Look through the data below and report how many lines include "tests". Only the number should be given.

(Stored data entries)
------------------------------------------------------------------------

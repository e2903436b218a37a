//! Debit booking service.
//!
//! Books a monetary debit against an account: validates the request,
//! resolves the account through a remote service, persists a ledger
//! entry inside a local transaction, notifies a downstream balance
//! service, then - best-effort, behind a circuit breaker - fetches a fee
//! schedule and books fee line items against the same debit.

pub mod breaker;
pub mod clients;
pub mod config;
pub mod db;
pub mod error;
pub mod handlers;
pub mod models;
pub mod services;
pub mod store;

use std::sync::Arc;

use crate::db::DbPool;
use crate::services::debit_service::DebitService;

/// Shared state handed to every handler via axum's `State` extractor.
#[derive(Clone)]
pub struct AppState {
    /// Pool for the health check's connectivity probe
    pub pool: DbPool,

    /// The debit orchestrator with all collaborators wired in
    pub debits: Arc<DebitService>,
}
//! Business logic services.
//!
//! Services contain core business logic separated from HTTP handlers.
//! They handle database transactions, validation, and the orchestration
//! of downstream calls.

pub mod debit_service;
//! Circuit breaker guarding the fee-collection sub-flow.
//!
//! The breaker counts consecutive failures. Once the configured threshold
//! is reached it opens and short-circuits every call without running the
//! guarded operation. After a cooldown it admits exactly one half-open
//! probe: a successful probe closes the breaker and resets the counter, a
//! failed probe re-opens it for another cooldown.
//!
//! One instance is shared by all concurrent requests; it is the only
//! intentionally shared mutable state in the service.

use std::future::Future;
use std::sync::Mutex;
use std::time::{Duration, Instant};

/// Breaker tuning knobs, loaded from the environment at startup.
#[derive(Debug, Clone)]
pub struct CircuitBreakerConfig {
    /// Consecutive failures that trip the breaker open
    pub failure_threshold: u32,

    /// How long the breaker stays open before admitting a probe
    pub cooldown: Duration,
}

impl Default for CircuitBreakerConfig {
    fn default() -> Self {
        Self {
            failure_threshold: 3,
            cooldown: Duration::from_secs(30),
        }
    }
}

/// Observable breaker state.
#[derive(Debug, Clone, Copy, PartialEq, Eq)]
pub enum CircuitState {
    /// Calls pass through; failures are counted
    Closed,
    /// Calls are short-circuited until the cooldown elapses
    Open,
    /// One probe call is in flight; its outcome decides the next state
    HalfOpen,
}

/// Error returned by [`CircuitBreaker::execute`].
#[derive(Debug, thiserror::Error)]
pub enum CircuitBreakerError<E> {
    /// The breaker is open; the guarded operation was not invoked.
    #[error("circuit breaker open")]
    Open,

    /// The guarded operation ran and failed.
    #[error(transparent)]
    Inner(E),
}

#[derive(Debug)]
struct BreakerInner {
    consecutive_failures: u32,
    opened_at: Option<Instant>,
    probe_in_flight: bool,
}

/// Consecutive-failure circuit breaker with a half-open probe.
#[derive(Debug)]
pub struct CircuitBreaker {
    config: CircuitBreakerConfig,
    inner: Mutex<BreakerInner>,
}

impl CircuitBreaker {
    pub fn new(config: CircuitBreakerConfig) -> Self {
        Self {
            config,
            inner: Mutex::new(BreakerInner {
                consecutive_failures: 0,
                opened_at: None,
                probe_in_flight: false,
            }),
        }
    }

    /// Current state, for logging and tests.
    pub fn state(&self) -> CircuitState {
        let inner = self.inner.lock().expect("breaker lock poisoned");
        if inner.probe_in_flight {
            CircuitState::HalfOpen
        } else if inner.opened_at.is_some() {
            CircuitState::Open
        } else {
            CircuitState::Closed
        }
    }

    /// Run `operation` under the breaker.
    ///
    /// While open (and within the cooldown) the operation is not polled
    /// and [`CircuitBreakerError::Open`] is returned immediately. Once
    /// the cooldown elapses a single caller is admitted as the half-open
    /// probe; concurrent callers keep getting `Open` until the probe
    /// resolves.
    pub async fn execute<T, E, Fut>(&self, operation: Fut) -> Result<T, CircuitBreakerError<E>>
    where
        Fut: Future<Output = Result<T, E>>,
    {
        if !self.try_acquire() {
            return Err(CircuitBreakerError::Open);
        }

        match operation.await {
            Ok(value) => {
                self.on_success();
                Ok(value)
            }
            Err(err) => {
                self.on_failure();
                Err(CircuitBreakerError::Inner(err))
            }
        }
    }

    /// Admission check. Returns false when the call must be short-circuited.
    fn try_acquire(&self) -> bool {
        let mut inner = self.inner.lock().expect("breaker lock poisoned");
        match inner.opened_at {
            None => true,
            Some(opened_at) => {
                if inner.probe_in_flight {
                    return false;
                }
                if opened_at.elapsed() >= self.config.cooldown {
                    // Half-open: admit exactly this caller as the probe
                    inner.probe_in_flight = true;
                    true
                } else {
                    false
                }
            }
        }
    }

    fn on_success(&self) {
        let mut inner = self.inner.lock().expect("breaker lock poisoned");
        inner.consecutive_failures = 0;
        inner.opened_at = None;
        inner.probe_in_flight = false;
    }

    fn on_failure(&self) {
        let mut inner = self.inner.lock().expect("breaker lock poisoned");
        if inner.probe_in_flight {
            // Failed probe: back to open for another cooldown
            inner.probe_in_flight = false;
            inner.opened_at = Some(Instant::now());
            return;
        }
        inner.consecutive_failures += 1;
        if inner.consecutive_failures >= self.config.failure_threshold {
            inner.opened_at = Some(Instant::now());
        }
    }
}

#[cfg(test)]
mod tests {
    use super::*;

    fn breaker(threshold: u32, cooldown: Duration) -> CircuitBreaker {
        CircuitBreaker::new(CircuitBreakerConfig {
            failure_threshold: threshold,
            cooldown,
        })
    }

    async fn fail(breaker: &CircuitBreaker) -> Result<(), CircuitBreakerError<&'static str>> {
        breaker.execute(async { Err::<(), _>("boom") }).await.map(|_| ())
    }

    #[tokio::test]
    async fn stays_closed_below_threshold() {
        let breaker = breaker(3, Duration::from_secs(60));
        fail(&breaker).await.unwrap_err();
        fail(&breaker).await.unwrap_err();
        assert_eq!(breaker.state(), CircuitState::Closed);
    }

    #[tokio::test]
    async fn opens_at_threshold_and_short_circuits() {
        let breaker = breaker(2, Duration::from_secs(60));
        fail(&breaker).await.unwrap_err();
        fail(&breaker).await.unwrap_err();
        assert_eq!(breaker.state(), CircuitState::Open);

        // Guarded operation must not run while open
        let invoked = std::sync::atomic::AtomicBool::new(false);
        let result = breaker
            .execute(async {
                invoked.store(true, std::sync::atomic::Ordering::SeqCst);
                Ok::<(), &str>(())
            })
            .await;
        assert!(matches!(result, Err(CircuitBreakerError::Open)));
        assert!(!invoked.load(std::sync::atomic::Ordering::SeqCst));
    }

    #[tokio::test]
    async fn success_resets_failure_count() {
        let breaker = breaker(2, Duration::from_secs(60));
        fail(&breaker).await.unwrap_err();
        breaker
            .execute(async { Ok::<(), &str>(()) })
            .await
            .unwrap();
        fail(&breaker).await.unwrap_err();
        assert_eq!(breaker.state(), CircuitState::Closed);
    }

    #[tokio::test]
    async fn half_open_probe_closes_on_success() {
        let breaker = breaker(1, Duration::from_millis(10));
        fail(&breaker).await.unwrap_err();
        assert_eq!(breaker.state(), CircuitState::Open);

        tokio::time::sleep(Duration::from_millis(20)).await;
        breaker
            .execute(async { Ok::<(), &str>(()) })
            .await
            .unwrap();
        assert_eq!(breaker.state(), CircuitState::Closed);
    }

    #[tokio::test]
    async fn failed_probe_reopens() {
        let breaker = breaker(1, Duration::from_millis(10));
        fail(&breaker).await.unwrap_err();

        tokio::time::sleep(Duration::from_millis(20)).await;
        fail(&breaker).await.unwrap_err();
        assert_eq!(breaker.state(), CircuitState::Open);

        // Immediately after the failed probe the cooldown restarts
        let result: Result<(), _> = breaker.execute(async { Ok::<(), &str>(()) }).await;
        assert!(matches!(result, Err(CircuitBreakerError::Open)));
    }
}
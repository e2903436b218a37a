//! Account shape returned by the remote account service.

use serde::{Deserialize, Serialize};

/// An account as resolved by the account service.
///
/// Read-only to this service: it is obtained per request, never stored.
/// Only the internal key and the external identifier matter here; any
/// additional fields the remote service returns are ignored.
#[derive(Debug, Clone, Serialize, Deserialize)]
pub struct Account {
    /// Internal numeric account key, used as the ledger join key
    pub id: i32,

    /// External account identifier, as supplied by callers
    pub account_id: String,
}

------------------------------------------------------------------------

- [SOLUTION TO THIS PROBLEM]:
2